Problem statement –
An exact copy of every record is required.

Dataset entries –
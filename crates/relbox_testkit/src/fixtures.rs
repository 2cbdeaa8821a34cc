//! Test fixtures and store helpers.
//!
//! Provides convenience functions for setting up test stores
//! and common test scenarios.

use crate::counting::CountingBackend;
use relbox_core::{Store, StoreConfig};
use relbox_store::StoreBackend;
use std::path::PathBuf;
use std::sync::Arc;
use tempfile::TempDir;

/// A test store with automatic cleanup.
pub struct TestStore {
    /// The store instance.
    pub store: Store,
    /// Set when the store sits on a [`CountingBackend`].
    pub counter: Option<Arc<CountingBackend>>,
    /// The temporary directory (kept alive to prevent cleanup).
    temp_dir: Option<TempDir>,
}

impl TestStore {
    /// Creates a new in-memory test store.
    pub fn memory() -> Self {
        Self {
            store: Store::in_memory(),
            counter: None,
            temp_dir: None,
        }
    }

    /// Creates a store backed by a snapshot file in a temporary directory.
    pub fn file() -> Self {
        let temp_dir = TempDir::new().expect("Failed to create temp directory");
        let path = temp_dir.path().join("test.rbx");
        let store =
            Store::open(StoreConfig::new().snapshot_path(path)).expect("Failed to open file store");
        Self {
            store,
            counter: None,
            temp_dir: Some(temp_dir),
        }
    }

    /// Creates a store whose backend counts every call.
    pub fn counting() -> Self {
        let counter = Arc::new(CountingBackend::new());
        let backend: Arc<dyn StoreBackend> = Arc::clone(&counter) as Arc<dyn StoreBackend>;
        let store = Store::with_backend(backend, StoreConfig::default());
        Self {
            store,
            counter: Some(counter),
            temp_dir: None,
        }
    }

    /// Returns the snapshot path if file-based, None otherwise.
    pub fn path(&self) -> Option<PathBuf> {
        self.temp_dir.as_ref().map(|d| d.path().join("test.rbx"))
    }

    /// Returns the call counter. Panics unless created with [`counting`](Self::counting).
    pub fn calls(&self) -> &CountingBackend {
        self.counter
            .as_deref()
            .expect("Test store was not created with TestStore::counting")
    }

    /// Closes the store and opens the snapshot file again.
    pub fn reopen(self) -> Self {
        let path = self.path().expect("Only file stores can be reopened");
        self.store.close().expect("Failed to close store");
        let store =
            Store::open(StoreConfig::new().snapshot_path(path)).expect("Failed to reopen store");
        Self { store, ..self }
    }
}

impl std::ops::Deref for TestStore {
    type Target = Store;

    fn deref(&self) -> &Self::Target {
        &self.store
    }
}

/// Runs a test with a temporary in-memory store.
///
/// # Example
///
/// ```rust
/// use relbox_testkit::{with_temp_store, Author};
///
/// with_temp_store(|store| {
///     let id = store.box_for::<Author>().put(&Author::new("Ada")).unwrap();
///     assert_eq!(id.value(), 1);
/// });
/// ```
pub fn with_temp_store<F, R>(f: F) -> R
where
    F: FnOnce(&Store) -> R,
{
    let test_store = TestStore::memory();
    f(&test_store.store)
}

/// Runs a test with a temporary file-based store.
pub fn with_file_store<F, R>(f: F) -> R
where
    F: FnOnce(&Store, &std::path::Path) -> R,
{
    let test_store = TestStore::file();
    let path = test_store.path().expect("File store should have a path");
    f(&test_store.store, &path)
}

/// Test scenario helpers.
pub mod scenarios {
    use super::*;
    use crate::entities::{Author, Note, Student, Teacher};
    use relbox_core::EntityId;

    /// Creates a store with `authors` authors, each owning `notes_each` notes.
    pub fn populated_authors(authors: usize, notes_each: usize) -> (TestStore, Vec<EntityId<Author>>) {
        let test_store = TestStore::memory();
        let author_box = test_store.box_for::<Author>();
        let mut ids = Vec::with_capacity(authors);

        for a in 0..authors {
            let author = Author::new(&format!("author {a}"));
            author
                .notes
                .extend((0..notes_each).map(|n| Arc::new(Note::new(&format!("note {a}.{n}")))))
                .expect("Failed to stage notes");
            ids.push(author_box.put(&author).expect("Failed to put author"));
        }

        (test_store, ids)
    }

    /// Creates a store where every teacher teaches every student.
    pub fn full_classroom(teachers: usize, students: usize) -> TestStore {
        let test_store = TestStore::memory();
        let student_list: Vec<_> = (0..students)
            .map(|s| Arc::new(Student::new(&format!("student {s}"))))
            .collect();

        let teacher_box = test_store.box_for::<Teacher>();
        for t in 0..teachers {
            let teacher = Teacher::new(&format!("teacher {t}"));
            teacher
                .students
                .extend(student_list.iter().cloned())
                .expect("Failed to stage students");
            teacher_box.put(&teacher).expect("Failed to put teacher");
        }

        test_store
    }
}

Your response –
filename crates/relbox_testkit/src/fixtures.rs
repository 2cbdeaa8821a34cc
//! Test fixtures and store helpers.
//!
//! Provides convenience functions for setting up test stores
//! and common test scenarios.

use crate::counting::CountingBackend;
use relbox_core::{Store, StoreConfig};
use relbox_store::StoreBackend;
use std::path::PathBuf;
use std::sync::Arc;
use tempfile::TempDir;

/// A test store with automatic cleanup.
pub struct TestStore {
    /// The store instance.
    pub store: Store,
    /// Set when the store sits on a [`CountingBackend`].
    pub counter: Option<Arc<CountingBackend>>,
    /// The temporary directory (kept alive to prevent cleanup).
    temp_dir: Option<TempDir>,
}

impl TestStore {
    /// Creates a new in-memory test store.
    pub fn memory() -> Self {
        Self {
            store: Store::in_memory(),
            counter: None,
            temp_dir: None,
        }
    }

    /// Creates a store backed by a snapshot file in a temporary directory.
    pub fn file() -> Self {
        let temp_dir = TempDir::new().expect("Failed to create temp directory");
        let path = temp_dir.path().join("test.rbx");
        let store =
            Store::open(StoreConfig::new().snapshot_path(path)).expect("Failed to open file store");
        Self {
            store,
            counter: None,
            temp_dir: Some(temp_dir),
        }
    }

    /// Creates a store whose backend counts every call.
    pub fn counting() -> Self {
        let counter = Arc::new(CountingBackend::new());
        let backend: Arc<dyn StoreBackend> = Arc::clone(&counter) as Arc<dyn StoreBackend>;
        let store = Store::with_backend(backend, StoreConfig::default());
        Self {
            store,
            counter: Some(counter),
            temp_dir: None,
        }
    }

    /// Returns the snapshot path if file-based, None otherwise.
    pub fn path(&self) -> Option<PathBuf> {
        self.temp_dir.as_ref().map(|d| d.path().join("test.rbx"))
    }

    /// Returns the call counter. Panics unless created with [`counting`](Self::counting).
    pub fn calls(&self) -> &CountingBackend {
        self.counter
            .as_deref()
            .expect("Test store was not created with TestStore::counting")
    }

    /// Closes the store and opens the snapshot file again.
    pub fn reopen(self) -> Self {
        let path = self.path().expect("Only file stores can be reopened");
        self.store.close().expect("Failed to close store");
        let store =
            Store::open(StoreConfig::new().snapshot_path(path)).expect("Failed to reopen store");
        Self { store, ..self }
    }
}

impl std::ops::Deref for TestStore {
    type Target = Store;

    fn deref(&self) -> &Self::Target {
        &self.store
    }
}

/// Runs a test with a temporary in-memory store.
///
/// # Example
///
/// ```rust
/// use relbox_testkit::{with_temp_store, Author};
///
/// with_temp_store(|store| {
///     let id = store.box_for::<Author>().put(&Author::new("Ada")).unwrap();
///     assert_eq!(id.value(), 1);
/// });
/// ```
pub fn with_temp_store<F, R>(f: F) -> R
where
    F: FnOnce(&Store) -> R,
{
    let test_store = TestStore::memory();
    f(&test_store.store)
}

/// Runs a test with a temporary file-based store.
pub fn with_file_store<F, R>(f: F) -> R
where
    F: FnOnce(&Store, &std::path::Path) -> R,
{
    let test_store = TestStore::file();
    let path = test_store.path().expect("File store should have a path");
    f(&test_store.store, &path)
}

/// Test scenario helpers.
pub mod scenarios {
    use super::*;
    use crate::entities::{Author, Note, Student, Teacher};
    use relbox_core::EntityId;

    /// Creates a store with `authors` authors, each owning `notes_each` notes.
    pub fn populated_authors(authors: usize, notes_each: usize) -> (TestStore, Vec<EntityId<Author>>) {
        let test_store = TestStore::memory();
        let author_box = test_store.box_for::<Author>();
        let mut ids = Vec::with_capacity(authors);

        for a in 0..authors {
            let author = Author::new(&format!("author {a}"));
            author
                .notes
                .extend((0..notes_each).map(|n| Arc::new(Note::new(&format!("note {a}.{n}")))))
                .expect("Failed to stage notes");
            ids.push(author_box.put(&author).expect("Failed to put author"));
        }

        (test_store, ids)
    }

    /// Creates a store where every teacher teaches every student.
    pub fn full_classroom(teachers: usize, students: usize) -> TestStore {
        let test_store = TestStore::memory();
        let student_list: Vec<_> = (0..students)
            .map(|s| Arc::new(Student::new(&format!("student {s}"))))
            .collect();

        let teacher_box = test_store.box_for::<Teacher>();
        for t in 0..teachers {
            let teacher = Teacher::new(&format!("teacher {t}"));
            teacher
                .students
                .extend(student_list.iter().cloned())
                .expect("Failed to stage students");
            teacher_box.put(&teacher).expect("Failed to put teacher");
        }

        test_store
    }
}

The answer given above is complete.